1/2 Souffrances partagées
Le souvenir est toujours aussi violent dans ma tête. Il est 6 heures du matin, on dort tranquillement à la maison. Tout à coup, un énorme bruit nous réveille : la police vient de casser la porte. Ils sont plusieurs à entrer d’un coup. Ils me braquent, puis nous ordonnent de nous asseoir sur le canapé, mon petit frère, mes sœurs et moi. Ensuite, ils menottent mon grand frère et se mettent à tout saccager dans nos chambres. Ils ouvrent tous les tiroirs, cassent mon lit… Quand ils ont tout retourné, ils repartent en emmenant mon grand frère. Il a été incarcéré trois mois, pour trafic de stupéfiants.
Mon petit frère et moi, on dormait près de la porte d’entrée et on a été vraiment traumatisés par cette perquisition. C’est ce qu’a dit une psychologue que nous avons été obligés à aller voir dans les semaines qui ont suivi. Je n’étais pas très bavarde avec elle, je n’aimais pas trop ça. Et c’était la même chose pour mon petit frère. Mais elle voyait que le moindre bruit nous faisait sursauter, qu’on était devenus très sensibles, qu’on avait du mal à parler…
« Du mal à continuer le combat sans lui »
Quand sa peine s’est terminée et qu’il est revenu à la maison, on était tellement heureux… Mais deux mois plus tard, il est retourné en prison. Cette fois pour six mois, toujours pour trafic de stupéfiants. Je n’acceptais toujours pas le fait de le savoir enfermé, mais je me disais qu’il allait apprendre de ses erreurs et que c’était seulement un mauvais passage. Mais il ne s’est pas arrêté là. Il est retourné en prison à deux reprises.
J’ai vécu beaucoup de parloirs. J’y allais avec ma mère. La prison était assez loin de chez moi, d’abord à Montpellier, ensuite aux Baumettes, à Luynes et à Draguignan. On lui ramenait son sac de linge propre. On ne pouvait pas manger ensemble, parce que c’est interdit à l’intérieur des box de parloir. Alors, on se faisait tous un câlin en se retrouvant. Puis on parlait de tout et de rien, de comment ça se passait à l’intérieur et si ce n’était pas trop difficile. « C’est dur pour tout le monde mais le mental est là », nous disait-il en général.
À cette période-là, je me suis beaucoup renfermée sur moi-même.
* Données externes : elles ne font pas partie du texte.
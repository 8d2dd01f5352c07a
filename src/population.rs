// src/population.rs
//
// Population generator + variant assignor.
//
// Both stages consume the single simulation stream in a fixed, documented
// order so identical seeds reproduce identical populations bit-for-bit:
//   1) per user: sensitivity (Beta), baseline AOV (log-normal),
//      covariate noise (Normal) -- three draws, in that order;
//   2) per user: one fair-coin variant draw.
// Do not reorder or interleave these passes.

use rand::Rng;
use rand_chacha::ChaCha8Rng;
use rand_distr::{Beta, Distribution, LogNormal, Normal};

use crate::config::{Config, ConfigError};
use crate::types::Variant;

/// Variant-independent latent attributes for one exposure.
#[derive(Debug, Clone, Copy)]
pub struct UserLatents {
    /// Price sensitivity in [0, 1].
    pub sensitivity: f64,
    /// Baseline average order value, always > 0.
    pub baseline_aov: f64,
    /// Pre-period baseline net revenue per exposure (CUPED covariate).
    pub pre_period_net: f64,
}

/// Draw latent attributes for `cfg.n_users` exposures, independent of
/// variant.
///
/// The pre-period covariate is the user's expected no-promo net revenue
/// per exposure (conversion-weighted commission plus fee margin) with
/// Gaussian noise of sigma `cuped_noise_scale` added, so it correlates
/// with latent value without being a deterministic function of it.
pub fn generate_population(
    cfg: &Config,
    rng: &mut ChaCha8Rng,
) -> Result<Vec<UserLatents>, ConfigError> {
    let sensitivity_dist = Beta::new(cfg.sensitivity_alpha, cfg.sensitivity_beta)
        .map_err(|e| distribution_error("sensitivity_alpha/sensitivity_beta", e))?;
    let aov_dist = LogNormal::new(cfg.aov_log_mean, cfg.aov_log_sigma)
        .map_err(|e| distribution_error("aov_log_mean/aov_log_sigma", e))?;
    let noise_dist = Normal::new(0.0, cfg.cuped_noise_scale)
        .map_err(|e| distribution_error("cuped_noise_scale", e))?;

    let fee_margin = cfg.delivery_fee - cfg.courier_cost();

    let mut users = Vec::with_capacity(cfg.n_users);
    for _ in 0..cfg.n_users {
        let sensitivity: f64 = sensitivity_dist.sample(rng);
        let baseline_aov: f64 = aov_dist.sample(rng);
        let noise: f64 = noise_dist.sample(rng);

        let expected_net = cfg.base_conversion * (cfg.take_rate * baseline_aov + fee_margin);
        users.push(UserLatents {
            sensitivity,
            baseline_aov,
            pre_period_net: expected_net + noise,
        });
    }
    Ok(users)
}

/// Assign one variant per exposure via independent fair coin flips.
///
/// Arm sizes are the realized Binomial(N, 1/2) counts; downstream
/// statistics must use these realized sizes, never a forced N/2 split.
pub fn assign_variants(n_users: usize, rng: &mut ChaCha8Rng) -> Vec<Variant> {
    (0..n_users)
        .map(|_| {
            if rng.gen_bool(0.5) {
                Variant::FreeDelivery
            } else {
                Variant::FiveOff
            }
        })
        .collect()
}

fn distribution_error<E: std::fmt::Display>(field: &'static str, e: E) -> ConfigError {
    ConfigError::Invalid {
        field,
        message: format!("rejected by distribution constructor: {e}"),
    }
}
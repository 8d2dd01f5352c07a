// src/welch.rs
//
// Welch's two-sample t-test (unequal variances, unequal sizes) on the two
// arms' per-exposure NIR vectors. Arms are randomly sized by assignment,
// so equal-n / pooled-variance shortcuts are off the table.

use serde::Serialize;
use statrs::distribution::{ContinuousCDF, StudentsT};

use crate::stats::OnlineStats;

/// Result of Welch's t-test between two arms.
///
/// Degenerate inputs (an arm smaller than 2, zero pooled standard error)
/// produce NaN / infinite statistics rather than an error; the caller is
/// responsible for interpreting degenerate p-values.
#[derive(Debug, Clone, Copy, Serialize)]
pub struct WelchResult {
    /// t = (mean_b - mean_a) / sqrt(var_a/n_a + var_b/n_b).
    pub t_statistic: f64,
    /// Welch-Satterthwaite degrees of freedom.
    pub df: f64,
    /// Two-sided p-value from the Student-t distribution.
    pub p_value: f64,
    pub mean_a: f64,
    pub mean_b: f64,
    pub n_a: usize,
    pub n_b: usize,
}

/// Welch's t-test of arm B against arm A.
pub fn compare_arms(arm_a: &[f64], arm_b: &[f64]) -> WelchResult {
    let sa = OnlineStats::from_slice(arm_a);
    let sb = OnlineStats::from_slice(arm_b);

    let n_a = sa.n() as f64;
    let n_b = sb.n() as f64;
    let mean_a = sa.mean();
    let mean_b = sb.mean();

    let degenerate = |t: f64| WelchResult {
        t_statistic: t,
        df: f64::NAN,
        p_value: f64::NAN,
        mean_a,
        mean_b,
        n_a: arm_a.len(),
        n_b: arm_b.len(),
    };

    if n_a < 2.0 || n_b < 2.0 {
        return degenerate(f64::NAN);
    }

    let var_a = sa.variance_sample();
    let var_b = sb.variance_sample();

    let se2 = var_a / n_a + var_b / n_b;
    let diff = mean_b - mean_a;

    if se2 <= 0.0 {
        // Zero variance in both arms: identical constants give t = 0/0,
        // any real difference gives t = +/-inf.
        let t = if diff == 0.0 {
            f64::NAN
        } else {
            diff.signum() * f64::INFINITY
        };
        return degenerate(t);
    }

    let t = diff / se2.sqrt();

    // Welch-Satterthwaite approximation.
    let df = se2 * se2
        / ((var_a / n_a).powi(2) / (n_a - 1.0) + (var_b / n_b).powi(2) / (n_b - 1.0));

    let p_value = match StudentsT::new(0.0, 1.0, df) {
        Ok(dist) => 2.0 * (1.0 - dist.cdf(t.abs())),
        Err(_) => f64::NAN,
    };

    WelchResult {
        t_statistic: t,
        df,
        p_value,
        mean_a,
        mean_b,
        n_a: arm_a.len(),
        n_b: arm_b.len(),
    }
}

#[cfg(test)]
mod tests {
    use super::*;

    #[test]
    fn hand_checked_fixture() {
        // a = [1..5], b = [2..6]: means 3 and 4, sample variance 2.5 each,
        // se = sqrt(0.5 + 0.5) = 1, t = 1, df = 8, two-sided p ~ 0.3466.
        let a = [1.0, 2.0, 3.0, 4.0, 5.0];
        let b = [2.0, 3.0, 4.0, 5.0, 6.0];
        let r = compare_arms(&a, &b);

        assert!((r.t_statistic - 1.0).abs() < 1e-12);
        assert!((r.df - 8.0).abs() < 1e-9);
        assert!((r.p_value - 0.3466).abs() < 5e-3);
        assert_eq!(r.n_a, 5);
        assert_eq!(r.n_b, 5);
    }

    #[test]
    fn symmetric_in_sign() {
        let a = [1.0, 2.0, 3.0, 4.0];
        let b = [5.0, 6.0, 7.0, 8.0];
        let fwd = compare_arms(&a, &b);
        let rev = compare_arms(&b, &a);
        assert!((fwd.t_statistic + rev.t_statistic).abs() < 1e-12);
        assert!((fwd.p_value - rev.p_value).abs() < 1e-12);
        assert!(fwd.t_statistic > 0.0);
    }

    #[test]
    fn handles_unequal_sizes() {
        let a: Vec<f64> = (0..50).map(|i| i as f64).collect();
        let b: Vec<f64> = (0..200).map(|i| (i as f64) * 0.5 + 40.0).collect();
        let r = compare_arms(&a, &b);
        assert!(r.t_statistic.is_finite());
        assert!(r.df > 1.0);
        assert!((0.0..=1.0).contains(&r.p_value));
    }

    #[test]
    fn degenerate_tiny_arm_yields_nan() {
        let r = compare_arms(&[1.0], &[2.0, 3.0, 4.0]);
        assert!(r.t_statistic.is_nan());
        assert!(r.p_value.is_nan());
    }

    #[test]
    fn degenerate_zero_variance_yields_infinite_or_nan_t() {
        let r = compare_arms(&[2.0, 2.0, 2.0], &[5.0, 5.0, 5.0]);
        assert!(r.t_statistic.is_infinite() && r.t_statistic > 0.0);
        assert!(r.p_value.is_nan());

        let r = compare_arms(&[2.0, 2.0, 2.0], &[2.0, 2.0, 2.0]);
        assert!(r.t_statistic.is_nan());
    }
}
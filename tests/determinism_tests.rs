// tests/determinism_tests.rs
//
// Reproducibility contract: the whole pipeline is a pure function of
// (Config, seed). Two runs with an identical config must agree
// bit-for-bit, from UserRecords down to bootstrap CIs.

use promolift::config::Config;
use promolift::cuped::cuped_adjust_experiment;
use promolift::outcome::simulate;
use promolift::stats::summarize;
use promolift::welch::compare_arms;

fn test_cfg(seed: u64) -> Config {
    Config {
        n_users: 5_000,
        seed,
        bootstrap_replicates: 300,
        ..Config::default()
    }
}

#[test]
fn identical_configs_yield_identical_user_records() {
    let cfg = test_cfg(42);
    let a = simulate(&cfg).unwrap();
    let b = simulate(&cfg).unwrap();

    assert_eq!(a.users.len(), b.users.len());
    for (x, y) in a.users.iter().zip(b.users.iter()) {
        assert_eq!(x, y, "record {} diverged between identical runs", x.id);
    }
    assert_eq!(a.arm_a.n(), b.arm_a.n());
    assert_eq!(a.arm_b.n(), b.arm_b.n());
}

#[test]
fn identical_configs_yield_identical_statistics() {
    let cfg = test_cfg(7);
    let r1 = simulate(&cfg).unwrap();
    let r2 = simulate(&cfg).unwrap();

    let s1 = summarize(&r1.arm_a.nir, cfg.bootstrap_replicates, cfg.bootstrap_seed(0));
    let s2 = summarize(&r2.arm_a.nir, cfg.bootstrap_replicates, cfg.bootstrap_seed(0));
    assert_eq!(s1.nir_per_1k.to_bits(), s2.nir_per_1k.to_bits());
    assert_eq!(s1.ci_lower.to_bits(), s2.ci_lower.to_bits());
    assert_eq!(s1.ci_upper.to_bits(), s2.ci_upper.to_bits());

    let w1 = compare_arms(&r1.arm_a.nir, &r1.arm_b.nir);
    let w2 = compare_arms(&r2.arm_a.nir, &r2.arm_b.nir);
    assert_eq!(w1.t_statistic.to_bits(), w2.t_statistic.to_bits());
    assert_eq!(w1.p_value.to_bits(), w2.p_value.to_bits());

    let (ca1, cb1) = cuped_adjust_experiment(&r1, &cfg);
    let (ca2, cb2) = cuped_adjust_experiment(&r2, &cfg);
    assert_eq!(ca1.theta.to_bits(), ca2.theta.to_bits());
    assert_eq!(cb1.theta.to_bits(), cb2.theta.to_bits());
    assert_eq!(
        ca1.adjusted.ci_lower.to_bits(),
        ca2.adjusted.ci_lower.to_bits()
    );
    assert_eq!(
        cb1.adjusted.ci_upper.to_bits(),
        cb2.adjusted.ci_upper.to_bits()
    );
}

#[test]
fn different_seeds_yield_different_results() {
    let a = simulate(&test_cfg(1)).unwrap();
    let b = simulate(&test_cfg(2)).unwrap();

    // Arm sizes alone will almost surely differ; the full tables must.
    let same = a
        .users
        .iter()
        .zip(b.users.iter())
        .all(|(x, y)| x.baseline_aov.to_bits() == y.baseline_aov.to_bits());
    assert!(!same, "seed change did not perturb the population");
}

#[test]
fn summaries_use_realized_arm_sizes() {
    let cfg = test_cfg(3);
    let r = simulate(&cfg).unwrap();

    assert_eq!(r.arm_a.n() + r.arm_b.n(), cfg.n_users);
    let sa = summarize(&r.arm_a.nir, 100, cfg.bootstrap_seed(0));
    let sb = summarize(&r.arm_b.nir, 100, cfg.bootstrap_seed(1));
    assert_eq!(sa.n, r.arm_a.n());
    assert_eq!(sb.n, r.arm_b.n());

    // Fair coin split: sizes random, not forced to n/2.
    // |n_a - n_b| has sd = sqrt(n) ~ 71; allow 5 sigma.
    let gap = (r.arm_a.n() as i64 - r.arm_b.n() as i64).unsigned_abs();
    assert!(gap < 360, "arm size gap {gap} inconsistent with fair coin");
}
L’amour qui me lie à mon grand frère est aussi fort que celui que je porte à mon père. Je ne sortais plus, je vivais mal le fait qu’il soit entre quatre murs. J’ai obtenu mon CAP vente, mais ensuite j’ai arrêté l’école. Je n’arrivais plus à me concentrer en cours.
Petit à petit, j’ai perdu confiance en moi. C’est mon frère qui m’avait appris à être forte, qui me disait toujours que la vie était un combat et qu’il fallait avancer même si c’était dur. Mais il n’était plus à mes côtés, et j’avais du mal à continuer le combat sans lui.
Le déclic à la mort de ses amis
C’était difficile aussi pour mon frère, d’autant que, pendant son incarcération, on a dû lui annoncer le décès de ses deux meilleurs amis. Ils ont été assassinés et les raisons sont encore floues. C’est là qu’il a commencé à changer. Il a compris que ça n’arrivait pas qu’aux autres. Il a vu les mamans de ses deux amis souffrir. Je pense que ça a provoqué un déclic. Il a pris la décision de changer de voie pour être en paix. Maintenant, ma mère peut dormir sur ses deux oreilles.
Avec de la patience et de la persévérance, mon grand frère a choisi le droit chemin : il a su trouver sa femme, son travail, il a sa voiture. Il nous rend fiers, enfin. Je lui en veux de nous avoir fait autant souffrir, de nous avoir punis autant que lui a été puni. Mais le principal c’est qu’il a réussi à se remettre sur le bon chemin. Aujourd’hui, c’est une nouvelle vie, comme un nouveau livre qui commence.